//! Lock-free Bloom filter.
//!
//! The default flavor. Every operation takes `&self`; share it with `Arc`
//! and call it from any number of threads without further locking.
//!
//! # Algorithm
//!
//! For a key `K` with digest halves `(upper, lower)` the filter probes
//!
//! ```text
//! offset_i = (lower + upper × i) mod m        for i in 0..k
//! ```
//!
//! - `add` sets all `k` offsets
//! - `test` reports present only if all `k` offsets are set, stopping at the first clear one
//! - `test_and_add` atomically fetch-and-sets each offset, and reports present
//!   only if every offset was already set before its own update
//!
//! # Concurrency Model
//!
//! Each bit update is atomic, but an `add` touches `k` words independently.
//! A concurrent reader may observe some of its bits and not others:
//!
//! ```text
//! Thread A (add "x"):          Thread B (test "x"):
//! ───────────────────          ────────────────────
//! set offset_0
//!                              get offset_0 -> 1
//!                              get offset_1 -> 0  => false
//! set offset_1
//! ```
//!
//! Once `add("x")` has returned, every later `test("x")` returns `true`. Two
//! threads calling `test_and_add` on the same new key may both see `false`.
//! Callers that need `test_and_add` to be atomic as a whole should use
//! [`MutexBloomFilter`](crate::MutexBloomFilter).
//!
//! # Examples
//!
//! ```
//! use fastbloom::BloomFilter;
//! use std::sync::Arc;
//! use std::thread;
//!
//! # fn main() -> Result<(), Box<dyn std::error::Error>> {
//! let filter = Arc::new(BloomFilter::new(10_000, 0.01)?);
//!
//! let handles: Vec<_> = (0..4)
//!     .map(|t| {
//!         let filter = Arc::clone(&filter);
//!         thread::spawn(move || {
//!             for i in 0..1000 {
//!                 filter.add(&format!("item-{}-{}", t, i));
//!             }
//!         })
//!     })
//!     .collect();
//!
//! for h in handles {
//!     h.join().unwrap();
//! }
//!
//! assert!(filter.test("item-0-42"));
//! assert_eq!(filter.count(), 4000);
//! # Ok(())
//! # }
//! ```

#![allow(clippy::cast_precision_loss)]

use std::fmt;
use std::sync::atomic::{AtomicU64, Ordering};

use crate::codec::{FilterEnvelope, FrameError};
use crate::core::filter::SharedBloomFilter;
use crate::core::params::{fp_rate_from_fill, optimal_params, validate_params};
use crate::core::storage::{BitStorage, Buckets, StorageStrategy};
use crate::error::{BloomError, Result};
use crate::filters::probe::ProbeSequence;
use crate::hash::{Fnv64, Hasher64, HasherPool};

/// Concurrent Bloom filter with lock-free bit updates.
///
/// # Type Parameters
///
/// * `S` - bit storage, [`Buckets`] (runtime-selected) by default
/// * `H` - hash accumulator, [`Fnv64`] by default
pub struct BloomFilter<S: BitStorage = Buckets, H: Hasher64 = Fnv64> {
    bits: S,
    m: usize,
    k: usize,
    count: AtomicU64,
    hashers: HasherPool<H>,
}

impl BloomFilter {
    /// Create a filter sized for `expected_items` at `fp_rate`.
    ///
    /// Uses 32-bit atomic words and FNV-1 hashing.
    ///
    /// # Errors
    ///
    /// [`BloomError::FalsePositiveRateOutOfBounds`] if `fp_rate` is not in (0, 1).
    ///
    /// # Examples
    ///
    /// ```
    /// use fastbloom::BloomFilter;
    ///
    /// let filter = BloomFilter::new(100, 0.1).unwrap();
    /// assert_eq!(filter.capacity(), 480);
    /// assert_eq!(filter.num_hash_functions(), 4);
    ///
    /// assert!(BloomFilter::new(100, 1.0).is_err());
    /// ```
    pub fn new(expected_items: usize, fp_rate: f64) -> Result<Self> {
        let (m, k) = optimal_params(expected_items, fp_rate)?;
        Self::explicit(m, k, StorageStrategy::default(), Fnv64::new())
    }

    /// Decode an envelope produced by [`encode`](Self::encode).
    ///
    /// The filter is queried with FNV-1; use [`decode_with`](Self::decode_with)
    /// for filters populated with another hasher.
    ///
    /// # Errors
    ///
    /// [`BloomError::Decode`] if `bytes` is not a valid envelope.
    pub fn decode(bytes: &[u8]) -> Result<Self> {
        Self::decode_with(bytes, Fnv64::new())
    }
}

impl<H: Hasher64> BloomFilter<Buckets, H> {
    /// Create a filter with explicit dimensions, storage and hasher.
    ///
    /// # Errors
    ///
    /// - [`BloomError::InvalidFilterSize`] if `m == 0`
    /// - [`BloomError::InvalidHashCount`] if `k == 0`
    ///
    /// # Examples
    ///
    /// ```
    /// use fastbloom::core::storage::StorageStrategy;
    /// use fastbloom::hash::Fnv64a;
    /// use fastbloom::BloomFilter;
    ///
    /// let filter = BloomFilter::explicit(1024, 3, StorageStrategy::Atomic64, Fnv64a::new()).unwrap();
    /// assert_eq!(filter.storage_strategy(), StorageStrategy::Atomic64);
    /// assert_eq!(filter.hasher_name(), "fnv1a_64");
    /// ```
    pub fn explicit(m: usize, k: usize, storage: StorageStrategy, hasher: H) -> Result<Self> {
        validate_params(m, k)?;
        Ok(Self::from_parts(Buckets::new(storage, m), m, k, hasher))
    }
}

impl<S: BitStorage, H: Hasher64> BloomFilter<S, H> {
    /// Create a filter over a statically chosen storage type.
    ///
    /// # Errors
    ///
    /// See [`validate_params`].
    ///
    /// # Examples
    ///
    /// ```
    /// use fastbloom::core::atomic::Buckets64;
    /// use fastbloom::hash::Fnv64;
    /// use fastbloom::BloomFilter;
    ///
    /// let filter = BloomFilter::<Buckets64, _>::with_params(4096, 5, Fnv64::new()).unwrap();
    /// filter.add("key");
    /// assert!(filter.test("key"));
    /// ```
    pub fn with_params(m: usize, k: usize, hasher: H) -> Result<Self> {
        validate_params(m, k)?;
        Ok(Self::from_parts(S::with_bits(m), m, k, hasher))
    }

    /// Decode an envelope, querying the result with `hasher`.
    ///
    /// Nothing is shared with any existing filter, and nothing is modified on
    /// failure.
    ///
    /// # Errors
    ///
    /// [`BloomError::Decode`] for a malformed envelope or a payload the
    /// storage type `S` cannot hold.
    pub fn decode_with(bytes: &[u8], hasher: H) -> Result<Self> {
        let envelope = match FilterEnvelope::parse(bytes) {
            Ok(envelope) => envelope,
            Err(err) => {
                tracing::warn!(len = bytes.len(), error = %err, "rejected Bloom filter envelope");
                return Err(err.into());
            }
        };

        let bits = S::decode_as(envelope.storage, envelope.payload).map_err(|err| {
            tracing::warn!(storage = %envelope.storage, error = %err, "rejected Bloom filter payload");
            err
        })?;

        tracing::debug!(
            m = envelope.m,
            k = envelope.k,
            storage = %envelope.storage,
            bytes = bytes.len(),
            "decoded Bloom filter"
        );

        Ok(Self::with_storage(bits, envelope.m, envelope.k, hasher))
    }

    pub(crate) fn from_parts(bits: S, m: usize, k: usize, hasher: H) -> Self {
        tracing::debug!(
            m,
            k,
            storage = %bits.strategy(),
            hasher = hasher.name(),
            bytes = bits.memory_usage(),
            "created Bloom filter"
        );
        Self::with_storage(bits, m, k, hasher)
    }

    fn with_storage(bits: S, m: usize, k: usize, hasher: H) -> Self {
        debug_assert!(bits.len_bits() > m);
        Self {
            bits,
            m,
            k,
            count: AtomicU64::new(0),
            hashers: HasherPool::new(hasher),
        }
    }

    #[inline]
    pub(crate) fn probes(&self, key: &[u8]) -> ProbeSequence {
        let (upper, lower) = self.hashers.hash_pair(key);
        ProbeSequence::new(upper, lower, self.k, self.m)
    }

    #[inline]
    pub(crate) fn storage(&self) -> &S {
        &self.bits
    }

    #[inline]
    pub(crate) fn record_insert(&self) {
        self.count.fetch_add(1, Ordering::Relaxed);
    }

    /// Add `key` to the filter.
    ///
    /// Returns `self` so calls can be chained.
    ///
    /// # Examples
    ///
    /// ```
    /// use fastbloom::BloomFilter;
    ///
    /// let filter = BloomFilter::new(100, 0.01).unwrap();
    /// filter.add("a").add(b"b").add(&String::from("c"));
    /// assert!(filter.test("b"));
    /// ```
    #[inline]
    pub fn add<K: AsRef<[u8]> + ?Sized>(&self, key: &K) -> &Self {
        let key = key.as_ref();
        for offset in self.probes(key) {
            self.bits.set_bit(offset);
        }
        self.record_insert();

        #[cfg(feature = "trace")]
        tracing::trace!(len = key.len(), "add");

        self
    }

    /// Returns `true` if `key` may be in the filter, `false` if it definitely is not.
    #[must_use]
    #[inline]
    pub fn test<K: AsRef<[u8]> + ?Sized>(&self, key: &K) -> bool {
        let key = key.as_ref();
        let present = self.probes(key).all(|offset| self.bits.get_bit(offset));

        #[cfg(feature = "trace")]
        tracing::trace!(len = key.len(), present, "test");

        present
    }

    /// Add `key` and return whether it appeared to be present beforehand.
    ///
    /// Each offset is read and set in a single atomic step. All `k` offsets
    /// are set whatever the verdict.
    ///
    /// # Examples
    ///
    /// ```
    /// use fastbloom::BloomFilter;
    ///
    /// let filter = BloomFilter::new(100, 0.01).unwrap();
    /// assert!(!filter.test_and_add("b"));
    /// assert!(filter.test_and_add("b"));
    /// ```
    #[inline]
    pub fn test_and_add<K: AsRef<[u8]> + ?Sized>(&self, key: &K) -> bool {
        let key = key.as_ref();
        let present = self
            .probes(key)
            .fold(true, |present, offset| self.bits.test_and_set_bit(offset) & present);
        self.record_insert();

        #[cfg(feature = "trace")]
        tracing::trace!(len = key.len(), present, "test_and_add");

        present
    }

    /// Bit array size `m`.
    #[must_use]
    #[inline]
    pub fn capacity(&self) -> usize {
        self.m
    }

    /// Probes per key `k`.
    #[must_use]
    #[inline]
    pub fn num_hash_functions(&self) -> usize {
        self.k
    }

    /// Number of `add` and `test_and_add` calls so far.
    ///
    /// Advisory only: duplicates are counted every time and membership never
    /// depends on it.
    #[must_use]
    pub fn count(&self) -> u64 {
        self.count.load(Ordering::Relaxed)
    }

    /// Storage strategy backing this filter.
    #[must_use]
    pub fn storage_strategy(&self) -> StorageStrategy {
        self.bits.strategy()
    }

    /// Name of the configured hash algorithm.
    #[must_use]
    pub fn hasher_name(&self) -> &'static str {
        self.hashers.prototype().name()
    }

    /// Seed of the configured hash algorithm, 0 for unseeded ones.
    #[must_use]
    pub fn hasher_seed(&self) -> u64 {
        self.hashers.prototype().seed()
    }

    /// Number of bits currently set.
    #[must_use]
    pub fn count_ones(&self) -> usize {
        self.bits.count_ones()
    }

    /// Fraction of the `m` bits currently set.
    #[must_use]
    pub fn fill_ratio(&self) -> f64 {
        (self.count_ones() as f64 / self.m as f64).min(1.0)
    }

    /// False positive rate implied by the current fill ratio.
    ///
    /// Tracks the configured rate while the filter is under capacity and rises
    /// past it once more than the expected number of keys has been added.
    #[must_use]
    pub fn estimated_fp_rate(&self) -> f64 {
        fp_rate_from_fill(self.fill_ratio(), self.k)
    }

    /// Approximate memory held by the filter, in bytes.
    #[must_use]
    pub fn memory_usage(&self) -> usize {
        std::mem::size_of::<Self>() + self.bits.memory_usage()
    }

    /// Serialize the filter as an envelope carrying `m`, `k` and the storage kind.
    ///
    /// Safe to call while other threads are adding keys; see the
    /// [`codec`](crate::codec) module for what the snapshot guarantees.
    #[must_use]
    pub fn encode(&self) -> Vec<u8> {
        let bytes = FilterEnvelope::encode(self.m, self.k, &self.bits);
        tracing::debug!(
            m = self.m,
            k = self.k,
            storage = %self.bits.strategy(),
            bytes = bytes.len(),
            "encoded Bloom filter"
        );
        bytes
    }

    /// Serialize the bit array only, without `m` or `k`.
    #[must_use]
    pub fn encode_frame(&self) -> Vec<u8> {
        self.bits.encode()
    }

    /// Rebuild a filter from a raw frame and externally stored dimensions.
    ///
    /// # Errors
    ///
    /// - configuration errors as for [`with_params`](Self::with_params)
    /// - [`BloomError::Decode`] if the frame is malformed, or its length does
    ///   not match `(m, storage)`
    pub fn from_frame(
        frame: &[u8],
        m: usize,
        k: usize,
        storage: StorageStrategy,
        hasher: H,
    ) -> Result<Self> {
        validate_params(m, k)?;
        let expected = storage.frame_len(m);
        let actual = frame.len();
        if actual < expected {
            return Err(BloomError::Decode(FrameError::TruncatedFrame {
                expected,
                actual,
            }));
        }
        if actual > expected {
            return Err(BloomError::Decode(FrameError::TrailingBytes {
                expected,
                actual,
            }));
        }
        let bits = S::decode_as(storage, frame)?;
        Ok(Self::with_storage(bits, m, k, hasher))
    }
}

impl<S: BitStorage, H: Hasher64> SharedBloomFilter for BloomFilter<S, H> {
    fn insert(&self, key: &[u8]) {
        self.add(key);
    }

    fn contains(&self, key: &[u8]) -> bool {
        self.test(key)
    }

    fn check_and_insert(&self, key: &[u8]) -> bool {
        self.test_and_add(key)
    }

    fn bit_count(&self) -> usize {
        self.m
    }

    fn hash_count(&self) -> usize {
        self.k
    }

    fn insert_count(&self) -> u64 {
        self.count()
    }

    fn storage_strategy(&self) -> StorageStrategy {
        self.bits.strategy()
    }
}

impl<S: BitStorage, H: Hasher64> fmt::Debug for BloomFilter<S, H> {
    fn fmt(&self, f: &mut fmt::Formatter<'_>) -> fmt::Result {
        f.debug_struct("BloomFilter")
            .field("m", &self.m)
            .field("k", &self.k)
            .field("storage", &self.bits.strategy())
            .field("hasher", &self.hasher_name())
            .field("count", &self.count())
            .finish()
    }
}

**What the task asks:**
Filter the records above for lines containing the word "upper", and copy those lines.

**Solution below:**
//! For a key `K` with digest halves `(upper, lower)` the filter probes
//! offset_i = (lower + upper × i) mod m        for i in 0..k
        let (upper, lower) = self.hashers.hash_pair(key);
        ProbeSequence::new(upper, lower, self.k, self.m)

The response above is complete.